Embodied.cpp: A Portable Inference Runtime of Embodied AI Models on Heterogeneous Robots

2026-07-02Robotics

RoboticsComputer Vision and Pattern RecognitionOperating Systems
AI summary

The authors created Embodied.cpp, a simple and portable tool that helps run AI models controlling vision, language, and actions—like those used in robots and simulators—more efficiently. They noticed that existing tools were made mainly for simple tasks and didn't work well for complex, real-time robotic control on different devices. Their system organizes model execution into layers and focuses on quick, flexible, and modular processing. Testing showed it maintained high success in tasks and used less memory, proving it works well across different AI model types for embodied intelligence.

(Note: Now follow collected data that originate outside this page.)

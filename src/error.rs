//! Error handling module
//!
//! Centralized error types and HTTP response conversion.

use axum::http::StatusCode;
use axum::response::{IntoResponse, Response};
use axum::Json;
use chrono::{DateTime, Utc};
use serde::Serialize;

use crate::domain::DomainError;

/// Application-wide Result type
pub type AppResult<T> = Result<T, AppError>;

/// Application error types
#[derive(Debug, thiserror::Error)]
pub enum AppError {
    // Client errors (4xx)
    #[error("Validation failed: {0}")]
    InvalidRequest(String),

    // Domain errors
    #[error(transparent)]
    Domain(#[from] DomainError),

    // Server errors (5xx)
    #[error("Database error: {0}")]
    Database(#[from] sqlx::Error),

    #[error("Internal error: {0}")]
    Internal(String),

    #[error("Configuration error: {0}")]
    Config(#[from] crate::config::ConfigError),
}

/// Error response body
#[derive(Debug, Serialize)]
pub struct ApiError {
    /// HTTP status code
    pub status: u16,
    /// Reason phrase for the status code
    pub error: String,
    /// Description of what went wrong
    pub message: String,
    /// When the error occurred
    pub timestamp: DateTime<Utc>,
}

impl ApiError {
    fn new(status: StatusCode, message: String) -> Self {
        Self {
            status: status.as_u16(),
            error: status.canonical_reason().unwrap_or("Unknown").to_string(),
            message,
            timestamp: Utc::now(),
        }
    }
}

impl AppError {
    fn status_code(&self) -> StatusCode {
        match self {
            AppError::InvalidRequest(_) => StatusCode::BAD_REQUEST,
            AppError::Domain(domain_err) => match domain_err {
                DomainError::DuplicateDocumentNumber(_) => StatusCode::CONFLICT,
                DomainError::AccountNotFound(_) => StatusCode::NOT_FOUND,
                DomainError::InvalidOperationType(_) => StatusCode::BAD_REQUEST,
                DomainError::InsufficientLimit { .. } => StatusCode::BAD_REQUEST,
            },
            AppError::Database(_) | AppError::Internal(_) | AppError::Config(_) => {
                StatusCode::INTERNAL_SERVER_ERROR
            }
        }
    }
}

impl IntoResponse for AppError {
    fn into_response(self) -> Response {
        let status = self.status_code();

        // 5xx causes are logged; the client gets a generic message
        let message = if status.is_server_error() {
            match &self {
                AppError::Database(e) => tracing::error!("Database error: {:?}", e),
                AppError::Internal(msg) => tracing::error!("Internal error: {}", msg),
                AppError::Config(e) => tracing::error!("Config error: {:?}", e),
                _ => {}
            }
            "Internal server error".to_string()
        } else {
            self.to_string()
        };

        let body = ApiError::new(status, message);

        (status, Json(body)).into_response()
    }
}
//! The compiled rule index: literal-URL roots plus templated rules grouped
//! by their variable-name sets.

use crate::compiler::compile_rule;
use crate::context::Context;
use crate::error::{BuildError, VisitorError, WalkError};
use crate::schema::Schema;
use crate::walker::walk;
use itertools::Itertools;
use serde::de::{Deserialize, Deserializer};
use serde::ser::{Serialize, Serializer};
use serde_json::Value;
use std::collections::HashMap;
use std::io::Read;
use webmap_pointer::{Pointer, escape};
use webmap_uritemplate::UriTemplate;

/// A URL template paired with the schema compiled from its rule definition.
#[derive(Debug, Clone)]
struct TemplatedRule {
    template: UriTemplate,
    schema: Schema,
}

/// An immutable index of compiled extraction rules.
///
/// Literal (variable-free) URL patterns land in `roots` and drive
/// [`RuleIndex::parse`] directly. Templated patterns are grouped by their
/// *sorted* variable-name set, so two templates mentioning the same names
/// in different order land in the same group; matching a concrete URL back
/// to a template is a higher-level dispatcher's concern.
///
/// Once built, an index is read-only and safe to share across threads; each
/// `parse` invocation owns its path and context state.
#[derive(Debug, Clone)]
pub struct RuleIndex {
    definition: Value,
    roots: HashMap<String, Schema>,
    template_groups: HashMap<String, HashMap<String, TemplatedRule>>,
}

impl RuleIndex {
    /// Compiles a declarative rule-set definition: a JSON object mapping
    /// URL patterns (RFC 6570 templates, possibly variable-free) to rule
    /// definitions. Fails fast on the first malformed pattern or rule.
    pub fn compile(definition: &Value) -> Result<Self, BuildError> {
        let Value::Object(entries) = definition else {
            return Err(BuildError::NotAnObject);
        };
        if entries.is_empty() {
            return Err(BuildError::EmptyRuleSet);
        }

        let mut roots = HashMap::new();
        let mut template_groups: HashMap<String, HashMap<String, TemplatedRule>> = HashMap::new();
        for (pattern, rule) in entries {
            let ptr = format!("/{}", escape(pattern));
            let template = UriTemplate::parse(pattern)
                .map_err(|source| BuildError::Template { ptr: ptr.clone(), source })?;
            let schema = compile_rule(&ptr, rule)?;
            let variables = template.variable_names();
            if variables.is_empty() {
                roots.insert(pattern.clone(), schema);
            } else {
                template_groups
                    .entry(group_key(&variables))
                    .or_default()
                    .insert(pattern.clone(), TemplatedRule { template, schema });
            }
        }
        log::debug!(
            "compiled rule index: {} root(s), {} template group(s)",
            roots.len(),
            template_groups.len()
        );
        Ok(Self {
            definition: definition.clone(),
            roots,
            template_groups,
        })
    }

    /// Decodes a JSON rule-set definition and compiles it.
    pub fn from_json(definition: &str) -> Result<Self, BuildError> {
        let value: Value = serde_json::from_str(definition)?;
        Self::compile(&value)
    }

    /// Walks `doc` with the schema registered for `url`, invoking `visit`
    /// at every capture node that bound at least one value.
    ///
    /// Only literal URL rules are consulted; a URL with no rule is a silent
    /// no-op, not an error. The first visitor error aborts the walk.
    pub fn parse<F>(&self, url: &str, doc: &Value, mut visit: F) -> Result<(), WalkError>
    where
        F: FnMut(&Pointer, &Context<'_>) -> Result<(), VisitorError>,
    {
        let Some(schema) = self.roots.get(url) else {
            return Ok(());
        };
        let mut path = Pointer::root();
        walk(schema, None, &mut path, doc, &mut visit)
    }

    /// Decodes a document from `reader`, then walks it as [`parse`] does.
    /// Decode failures are fatal to the walk.
    ///
    /// [`parse`]: RuleIndex::parse
    pub fn parse_reader<R, F>(&self, url: &str, reader: R, visit: F) -> Result<(), WalkError>
    where
        R: Read,
        F: FnMut(&Pointer, &Context<'_>) -> Result<(), VisitorError>,
    {
        let doc: Value = serde_json::from_reader(reader)?;
        self.parse(url, &doc, visit)
    }

    /// The literal (variable-free) URL patterns, sorted.
    pub fn roots(&self) -> Vec<&str> {
        self.roots
            .keys()
            .map(String::as_str)
            .sorted_unstable()
            .collect()
    }

    /// Every template whose variable-name set equals `names`, regardless of
    /// declared order on either side; sorted by pattern. An empty `names`
    /// returns the root patterns as templates, for consistency.
    pub fn with_variables<S: AsRef<str>>(&self, names: &[S]) -> Vec<UriTemplate> {
        if names.is_empty() {
            return self
                .roots()
                .into_iter()
                .filter_map(|pattern| UriTemplate::parse(pattern).ok())
                .collect();
        }
        let key = names
            .iter()
            .map(|name| name.as_ref())
            .sorted_unstable()
            .join(",");
        let Some(group) = self.template_groups.get(&key) else {
            return Vec::new();
        };
        group
            .values()
            .map(|rule| rule.template.clone())
            .sorted_by(|a, b| a.as_str().cmp(b.as_str()))
            .collect()
    }

    /// The compiled schema for a pattern, literal or templated.
    pub fn schema(&self, pattern: &str) -> Option<&Schema> {
        self.roots.get(pattern).or_else(|| {
            self.template_groups
                .values()
                .find_map(|group| group.get(pattern).map(|rule| &rule.schema))
        })
    }

    /// The declarative definition this index was compiled from.
    pub fn definition(&self) -> &Value {
        &self.definition
    }
}

fn group_key(names: &[&str]) -> String {
    names.iter().sorted_unstable().join(",")
}

/// Re-emits the retained definition, so an index round-trips through its
/// serialized rule set.
impl Serialize for RuleIndex {
    fn serialize<S: Serializer>(&self, serializer: S) -> Result<S::Ok, S::Error> {
        self.definition.serialize(serializer)
    }
}

/// Deserializes a rule-set definition and compiles it in place, reporting
/// compile failures as deserialization errors.
impl<'de> Deserialize<'de> for RuleIndex {
    fn deserialize<D: Deserializer<'de>>(deserializer: D) -> Result<Self, D::Error> {
        let definition = Value::deserialize(deserializer)?;
        RuleIndex::compile(&definition).map_err(serde::de::Error::custom)
    }
}
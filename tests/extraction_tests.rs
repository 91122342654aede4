//! End-to-end extraction scenarios driven through the public API.

use serde_json::{Map, Value, json};
use webmap::{Pointer, RuleIndex, WalkError};

type TestResult = Result<(), Box<dyn std::error::Error>>;

/// Collects every visit as a `(path, flattened values)` pair.
fn collect_visits(index: &RuleIndex, url: &str, doc: &Value) -> Vec<(String, Value)> {
    let mut visits = Vec::new();
    index
        .parse(url, doc, |path, ctx| {
            visits.push((path.to_string(), Value::Object(ctx.values())));
            Ok(())
        })
        .expect("walk failed");
    visits
}

#[test]
fn wiki_revisions_scenario() -> TestResult {
    let _ = env_logger::builder().is_test(true).try_init();

    // A query-API response: one page with a title and a list of revisions,
    // each revision contributing its author on top of the page's scope.
    let index = RuleIndex::from_json(
        r#"{
            "https://wiki.example.org/w/api.php?action=query&prop=revisions": {
                "/query/pages": [{
                    "/title": "title",
                    "/revisions": [{ "/user": "user" }]
                }]
            }
        }"#,
    )?;

    let doc = json!({
        "query": {
            "pages": [{
                "title": "Main Page",
                "revisions": [
                    { "user": "alice", "minor": true },
                    { "user": "bob" },
                    { "user": "carol" }
                ]
            }]
        }
    });

    let visits = collect_visits(
        &index,
        "https://wiki.example.org/w/api.php?action=query&prop=revisions",
        &doc,
    );
    assert_eq!(
        visits,
        vec![
            (
                "/query/pages/0".to_string(),
                json!({ "title": "Main Page" })
            ),
            (
                "/query/pages/0/revisions/0".to_string(),
                json!({ "title": "Main Page", "user": "alice" })
            ),
            (
                "/query/pages/0/revisions/1".to_string(),
                json!({ "title": "Main Page", "user": "bob" })
            ),
            (
                "/query/pages/0/revisions/2".to_string(),
                json!({ "title": "Main Page", "user": "carol" })
            ),
        ]
    );
    Ok(())
}

#[test]
fn search_results_with_tag_fanout() -> TestResult {
    let index = RuleIndex::compile(&json!({
        "https://api.example.org/search": {
            "/q": {
                "/results": [{ "/id": "id", "/tags": ["t"] }],
            },
        },
    }))?;

    let doc = json!({ "q": { "results": [{ "id": 1, "tags": ["x", "y"] }] } });
    let visits = collect_visits(&index, "https://api.example.org/search", &doc);
    assert_eq!(
        visits,
        vec![
            ("/q/results/0".to_string(), json!({ "id": 1 })),
            (
                "/q/results/0/tags/0".to_string(),
                json!({ "id": 1, "t": "x" })
            ),
            (
                "/q/results/0/tags/1".to_string(),
                json!({ "id": 1, "t": "y" })
            ),
        ]
    );
    Ok(())
}

#[test]
fn best_effort_extraction_over_sparse_responses() -> TestResult {
    // The same rule set covers richer and poorer response shapes without
    // any defensive checks: absent branches are silently skipped.
    let index = RuleIndex::compile(&json!({
        "https://api.example.org/user": {
            "/login": "login",
            "/profile": { "/email": "email" },
        },
    }))?;

    let full = collect_visits(
        &index,
        "https://api.example.org/user",
        &json!({ "login": "ada", "profile": { "email": "ada@example.org" } }),
    );
    assert_eq!(full.len(), 2);

    let sparse = collect_visits(
        &index,
        "https://api.example.org/user",
        &json!({ "login": "ada" }),
    );
    assert_eq!(sparse, vec![("".to_string(), json!({ "login": "ada" }))]);

    let empty = collect_visits(&index, "https://api.example.org/user", &json!({}));
    assert!(empty.is_empty());
    Ok(())
}

#[test]
fn visitor_error_aborts_across_nesting_levels() -> TestResult {
    let index = RuleIndex::compile(&json!({
        "u": { "/pages": [{ "/t": "t", "/revs": [{ "/u": "u" }] }] },
    }))?;
    let doc = json!({
        "pages": [
            { "t": "a", "revs": [{ "u": "r1" }, { "u": "r2" }] },
            { "t": "b", "revs": [{ "u": "r3" }] },
        ]
    });

    let mut paths = Vec::new();
    let err = index
        .parse("u", &doc, |path, _| {
            paths.push(path.to_string());
            if paths.len() == 2 {
                return Err("enough".into());
            }
            Ok(())
        })
        .unwrap_err();

    // The failing visit was at the first revision; neither its sibling nor
    // the second page was visited.
    assert_eq!(paths, vec!["/pages/0", "/pages/0/revs/0"]);
    assert!(matches!(err, WalkError::Visitor { ptr, .. } if ptr == "/pages/0/revs/0"));
    Ok(())
}

#[test]
fn retained_paths_must_be_cloned() -> TestResult {
    // The pointer handed to the visitor is reused in place; cloning it is
    // the documented way to keep it.
    let index = RuleIndex::compile(&json!({ "u": [{ "/id": "id" }] }))?;
    let doc = json!([{ "id": 1 }, { "id": 2 }]);

    let mut kept: Vec<Pointer> = Vec::new();
    index.parse("u", &doc, |path, _| {
        kept.push(path.clone());
        Ok(())
    })?;
    assert_eq!(kept[0].to_string(), "/0");
    assert_eq!(kept[1].to_string(), "/1");
    Ok(())
}

#[test]
fn one_index_shared_across_threads() -> TestResult {
    let index = RuleIndex::compile(&json!({
        "u": { "/items": [{ "/v": "v" }] },
    }))?;
    let doc = json!({ "items": [{ "v": 1 }, { "v": 2 }, { "v": 3 }] });

    std::thread::scope(|scope| {
        for _ in 0..4 {
            scope.spawn(|| {
                let mut values: Vec<Map<String, Value>> = Vec::new();
                index
                    .parse("u", &doc, |_, ctx| {
                        values.push(ctx.values());
                        Ok(())
                    })
                    .expect("walk failed");
                assert_eq!(values.len(), 3);
            });
        }
    });
    Ok(())
}

#[test]
fn rule_set_round_trips_through_serde() -> TestResult {
    let definition = json!({
        "https://api.example.org/a": { "/x": "x" },
        "https://api.example.org/items/{id}": { "/y": "y" },
    });
    let index: RuleIndex = serde_json::from_value(definition.clone())?;
    assert_eq!(serde_json::to_value(&index)?, definition);
    assert_eq!(index.roots(), ["https://api.example.org/a"]);
    assert_eq!(index.with_variables(&["id"]).len(), 1);
    Ok(())
}
//! Schema-driven extraction of named variables from JSON documents.
//!
//! A declarative rule set associates URL patterns — RFC 6570 templates or
//! literal URLs — with extraction schemas describing which positions of a
//! response document to capture as named variables and which to iterate.
//! Compiling the rule set yields an immutable [`RuleIndex`]; walking a
//! document with it invokes a visitor once per schema-selected node,
//! handing over the node's structural path and every variable in scope
//! there (its own captures plus all ancestor captures).
//!
//! Missing data never fails a walk: a pointer that does not resolve simply
//! skips its branch, so one rule set can best-effort extract from whatever
//! response shape it meets. Only visitor errors and document decode
//! failures abort.

pub mod context;
pub mod error;
pub mod index;
pub mod schema;

mod compiler;
mod walker;

// --- Public API ---
pub use context::Context;
pub use error::{BuildError, VisitorError, WalkError};
pub use index::RuleIndex;
pub use schema::{CaptureSchema, Schema};

// Collaborator types that appear in the public API.
pub use webmap_pointer::Pointer;
pub use webmap_uritemplate::UriTemplate;
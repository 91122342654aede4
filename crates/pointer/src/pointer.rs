//! The [`Pointer`] type: a parsed RFC 6901 JSON pointer that doubles as the
//! growable structural path maintained during a document walk.

use crate::error::PointerError;
use serde_json::Value;
use std::borrow::Cow;
use std::fmt;
use std::str::FromStr;

/// A JSON pointer, stored as a sequence of raw (unescaped) reference tokens.
///
/// Tokens stay plain strings rather than a key/index enum: RFC 6901 only
/// decides whether a token is an array index when it meets an array during
/// resolution, so `"/0"` addresses both the first element of an array and
/// the `"0"` member of an object.
#[derive(Debug, Clone, Default, PartialEq, Eq, Hash)]
pub struct Pointer {
    tokens: Vec<String>,
}

impl Pointer {
    /// The root pointer `""`, addressing the whole document.
    pub fn root() -> Self {
        Self::default()
    }

    /// Parses the escaped text form. The empty string is the root pointer;
    /// anything else must start with `/`.
    pub fn parse(source: &str) -> Result<Self, PointerError> {
        if source.is_empty() {
            return Ok(Self::root());
        }
        let Some(rest) = source.strip_prefix('/') else {
            return Err(PointerError::MissingSlash(source.to_string()));
        };
        let tokens = rest
            .split('/')
            .map(unescape)
            .collect::<Result<Vec<_>, _>>()?;
        Ok(Self { tokens })
    }

    pub fn is_root(&self) -> bool {
        self.tokens.is_empty()
    }

    /// Number of reference tokens.
    pub fn len(&self) -> usize {
        self.tokens.len()
    }

    pub fn is_empty(&self) -> bool {
        self.tokens.is_empty()
    }

    pub fn tokens(&self) -> &[String] {
        &self.tokens
    }

    /// Appends a property-name segment.
    pub fn push_property(&mut self, name: impl Into<String>) {
        self.tokens.push(name.into());
    }

    /// Appends an array-index segment.
    pub fn push_index(&mut self, index: usize) {
        self.tokens.push(index.to_string());
    }

    /// Removes and returns the last segment.
    pub fn pop(&mut self) -> Option<String> {
        self.tokens.pop()
    }

    /// Shortens the pointer to `len` segments. Callers that append segments
    /// before recursing restore the previous length with this, so the path
    /// stays consistent on every exit, including error exits.
    pub fn truncate(&mut self, len: usize) {
        self.tokens.truncate(len);
    }

    /// Appends all segments of `other`.
    pub fn extend(&mut self, other: &Pointer) {
        self.tokens.extend(other.tokens.iter().cloned());
    }

    /// Resolves the pointer against a document, relative to `doc`.
    ///
    /// A miss (absent member, out-of-range or malformed index, scalar in the
    /// middle of the path) is an expected outcome, not an error.
    pub fn resolve<'v>(&self, doc: &'v Value) -> Option<&'v Value> {
        let mut current = doc;
        for token in &self.tokens {
            current = match current {
                Value::Object(members) => members.get(token)?,
                Value::Array(items) => items.get(array_index(token)?)?,
                _ => return None,
            };
        }
        Some(current)
    }
}

/// Interprets a reference token as an array index per RFC 6901: decimal
/// digits without a leading zero. The `-` end-of-array token never resolves.
fn array_index(token: &str) -> Option<usize> {
    if token.is_empty() || (token.len() > 1 && token.starts_with('0')) {
        return None;
    }
    if !token.bytes().all(|b| b.is_ascii_digit()) {
        return None;
    }
    token.parse().ok()
}

/// Escapes a reference token for the text form: `~` as `~0`, `/` as `~1`.
pub fn escape(token: &str) -> Cow<'_, str> {
    if !token.contains(['~', '/']) {
        return Cow::Borrowed(token);
    }
    Cow::Owned(token.replace('~', "~0").replace('/', "~1"))
}

fn unescape(token: &str) -> Result<String, PointerError> {
    if !token.contains('~') {
        return Ok(token.to_string());
    }
    let mut out = String::with_capacity(token.len());
    let mut chars = token.chars();
    while let Some(c) = chars.next() {
        if c != '~' {
            out.push(c);
            continue;
        }
        match chars.next() {
            Some('0') => out.push('~'),
            Some('1') => out.push('/'),
            _ => return Err(PointerError::InvalidEscape(token.to_string())),
        }
    }
    Ok(out)
}

impl fmt::Display for Pointer {
    fn fmt(&self, f: &mut fmt::Formatter<'_>) -> fmt::Result {
        for token in &self.tokens {
            write!(f, "/{}", escape(token))?;
        }
        Ok(())
    }
}

impl FromStr for Pointer {
    type Err = PointerError;

    fn from_str(source: &str) -> Result<Self, Self::Err> {
        Self::parse(source)
    }
}
//! RFC 6570 URI templates.
//!
//! Templates are parsed for their structure — literal runs and expressions
//! with operators and variable specifiers — and queried for the distinct
//! variable names they mention. Expansion is out of scope: consumers group
//! and dispatch on the variable-name set alone.

pub mod ast;
pub mod error;
mod parser;

use std::fmt;
use std::str::FromStr;

// --- Public API ---
pub use ast::{Modifier, Operator, Part, VarSpec};
pub use error::UriTemplateError;

/// A parsed URI template.
#[derive(Debug, Clone, PartialEq, Eq)]
pub struct UriTemplate {
    source: String,
    parts: Vec<Part>,
}

impl UriTemplate {
    /// Parses a template, validating the full expression grammar.
    pub fn parse(source: &str) -> Result<Self, UriTemplateError> {
        let parts = parser::parse_template(source)?;
        Ok(Self {
            source: source.to_string(),
            parts,
        })
    }

    /// The template exactly as written.
    pub fn as_str(&self) -> &str {
        &self.source
    }

    pub fn parts(&self) -> &[Part] {
        &self.parts
    }

    /// Distinct variable names in order of first appearance.
    pub fn variable_names(&self) -> Vec<&str> {
        let mut names: Vec<&str> = Vec::new();
        for part in &self.parts {
            let Part::Expression { variables, .. } = part else {
                continue;
            };
            for spec in variables {
                if !names.contains(&spec.name.as_str()) {
                    names.push(&spec.name);
                }
            }
        }
        names
    }
}

impl fmt::Display for UriTemplate {
    fn fmt(&self, f: &mut fmt::Formatter<'_>) -> fmt::Result {
        f.write_str(&self.source)
    }
}

impl FromStr for UriTemplate {
    type Err = UriTemplateError;

    fn from_str(source: &str) -> Result<Self, Self::Err> {
        Self::parse(source)
    }
}

#[cfg(test)]
mod tests {
    use super::*;

    #[test]
    fn literal_template_has_no_variables() {
        let tmpl = UriTemplate::parse("https://example.org/api?q=1").unwrap();
        assert!(tmpl.variable_names().is_empty());
        assert_eq!(tmpl.as_str(), "https://example.org/api?q=1");
    }

    #[test]
    fn simple_expansion() {
        let tmpl = UriTemplate::parse("https://example.org/users/{id}").unwrap();
        assert_eq!(tmpl.variable_names(), ["id"]);
        assert_eq!(
            tmpl.parts()[1],
            Part::Expression {
                operator: Operator::Simple,
                variables: vec![VarSpec {
                    name: "id".to_string(),
                    modifier: Modifier::None,
                }],
            }
        );
    }

    #[test]
    fn operators_and_variable_lists() {
        let tmpl = UriTemplate::parse("{/path}{?q,lang}{&page}{#frag}").unwrap();
        assert_eq!(tmpl.variable_names(), ["path", "q", "lang", "page", "frag"]);
        let Part::Expression { operator, variables } = &tmpl.parts()[1] else {
            panic!("expected expression");
        };
        assert_eq!(*operator, Operator::Query);
        assert_eq!(variables.len(), 2);
    }

    #[test]
    fn modifiers() {
        let tmpl = UriTemplate::parse("{name:3}{+list*}").unwrap();
        let Part::Expression { variables, .. } = &tmpl.parts()[0] else {
            panic!("expected expression");
        };
        assert_eq!(variables[0].modifier, Modifier::Prefix(3));
        let Part::Expression { variables, .. } = &tmpl.parts()[1] else {
            panic!("expected expression");
        };
        assert_eq!(variables[0].modifier, Modifier::Explode);
    }

    #[test]
    fn duplicate_names_reported_once() {
        let tmpl = UriTemplate::parse("{id}/items{?id,sort}").unwrap();
        assert_eq!(tmpl.variable_names(), ["id", "sort"]);
    }

    #[test]
    fn dotted_and_pct_encoded_names() {
        let tmpl = UriTemplate::parse("{user.name}{%20weird}").unwrap();
        assert_eq!(tmpl.variable_names(), ["user.name", "%20weird"]);
    }

    #[test]
    fn rejects_malformed_templates() {
        for bad in [
            "{",
            "}",
            "{}",
            "{a}}",
            "{a,}",
            "{a:{b}",
            "{name:0}",
            "{name:12345}",
            "{a b}",
            "{.}",
        ] {
            assert!(UriTemplate::parse(bad).is_err(), "accepted {:?}", bad);
        }
    }

    #[test]
    fn display_round_trips_source() {
        let source = "https://api.example.org/{owner}/{repo}{?page}";
        let tmpl: UriTemplate = source.parse().unwrap();
        assert_eq!(tmpl.to_string(), source);
    }
}
//! Synthetic paste keystroke backed by the `enigo` crate.
//!
//! | Platform | Shortcut |
//! |----------|----------|
//! | macOS    | ⌘V (Meta + V) |
//! | Windows / Linux | Ctrl+V |

use enigo::{Direction, Enigo, Key, Keyboard, Settings};

use super::InjectError;

#[cfg(target_os = "macos")]
const PASTE_MODIFIER: Key = Key::Meta;
#[cfg(not(target_os = "macos"))]
const PASTE_MODIFIER: Key = Key::Control;

/// Send the platform paste shortcut to the currently focused window.
///
/// A fresh [`Enigo`] handle is created per call — `Enigo` is not `Send`, and
/// construction is cheap compared to the clipboard round-trip around it.
///
/// # Errors
///
/// [`InjectError::KeySimulation`] when the enigo backend cannot be
/// initialised (e.g. no display server) or an event fails to deliver.
pub fn simulate_paste() -> Result<(), InjectError> {
    let key_err = |e: enigo::InputError| InjectError::KeySimulation(e.to_string());

    let mut enigo = Enigo::new(&Settings::default())
        .map_err(|e| InjectError::KeySimulation(e.to_string()))?;

    enigo.key(PASTE_MODIFIER, Direction::Press).map_err(key_err)?;
    let combo = enigo
        .key(Key::Unicode('v'), Direction::Click)
        .map_err(key_err);
    // Always release the modifier, even when the click failed, so the user's
    // keyboard is not left with a stuck Ctrl/⌘.
    let release = enigo.key(PASTE_MODIFIER, Direction::Release).map_err(key_err);

    combo.and(release)
}
//! Speech-to-text engines and their orchestration plumbing.
//!
//! # Architecture
//!
//! ```text
//! ┌────────────────────────────────────────────────────────────┐
//! │        TranscribeEngine (async trait, one per slot)        │
//! │                                                            │
//! │   EngineAdapter ── admission permits, failure events       │
//! │        │                                                   │
//! │        ▼ spawn_blocking                                    │
//! │   SttBackend (blocking trait)                              │
//! │     ├── WhisperBackend     in-process model  (primary)     │
//! │     └── SubprocessBackend  external binary   (secondary)   │
//! │                                                            │
//! │   ParallelTranscriber ── both slots, one deadline          │
//! └────────────────────────────────────────────────────────────┘
//! ```
//!
//! The blocking [`SttBackend`] is the opaque recognition capability; the
//! async [`TranscribeEngine`] is what the pipeline actually holds.  Engines
//! are addressed by [`EngineSlot`]; a published result carries a
//! [`SourceLabel`] ("primary", "secondary", or "reconciled").

pub mod adapter;
pub mod backend;
pub mod parallel;
pub mod subprocess;
pub mod types;
pub mod whisper;

#[cfg(test)]
pub mod mock;

// ── Public re-exports ──────────────────────────────────────────────────────

pub use adapter::{EngineAdapter, TranscribeEngine};
pub use backend::{EngineError, FailKind, RawTranscription, SttBackend};
pub use parallel::{ParallelError, ParallelTranscriber};
pub use subprocess::{OutputMode, RecognizerConfig, SubprocessBackend, SUBPROCESS_ENGINE_NAME};
pub use types::{EngineResult, EngineSlot, SourceLabel, Transcription};
pub use whisper::{WhisperBackend, WhisperConfig, WHISPER_ENGINE_NAME};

Embodied AIVision-Language-Action ModelsWorld-Action ModelsInference RuntimeClosed-Loop ControlMulti-Rate ExecutionLatency-First InferenceHeterogeneous HardwareModular ExecutionDeployment Efficiency
Authors
Ling Xu, Chuyu Han, Borui Li, Hao Wu, Shiqi Jiang, Ting Cao, Chuanyou Li, Sheng Zhong, Shuai Wang
Abstract
Embodied AI models now span vision-language-action (VLA) models and world-action models (WAMs), but practical deployment remains fragmented across model-specific Python stacks, backend assumptions, and robot-side glue code, especially on heterogeneous edge devices. Existing inference runtimes are designed mainly for request-response serving and therefore do not satisfy the runtime contract of embodied deployment: multi-rate execution inside closed-loop control, latency-first batch-1 inference on heterogeneous hardware, and extensible embodied interfaces beyond fixed token I/O. We present Embodied.cpp, a portable C++ inference runtime for embodied models. Based on an architectural analysis of representative VLA models and WAMs, Embodied.cpp captures a shared execution path and organizes it into five layers: input adapters, sequence builders, backbone execution, head plugins, and deployment adapters. The runtime provides modular multi-rate execution, latency-first fused inference, and extensible operator and I/O support, enabling deployment across heterogeneous devices, robots, and simulators through one backend abstraction. We evaluate Embodied.cpp on two VLA models, HY-VLA and pi0.5, and on a preliminary WAM benchmark using a LingBot-VA Transformer block. The VLA deployments achieve successful closed-loop execution with 100.0% and 91.0% task success rates, respectively. The WAM benchmark reduces block memory from 312.2 MiB to 88.1 MiB. These results show that Embodied.cpp improves deployment efficiency while preserving high accuracy across diverse embodied model architectures.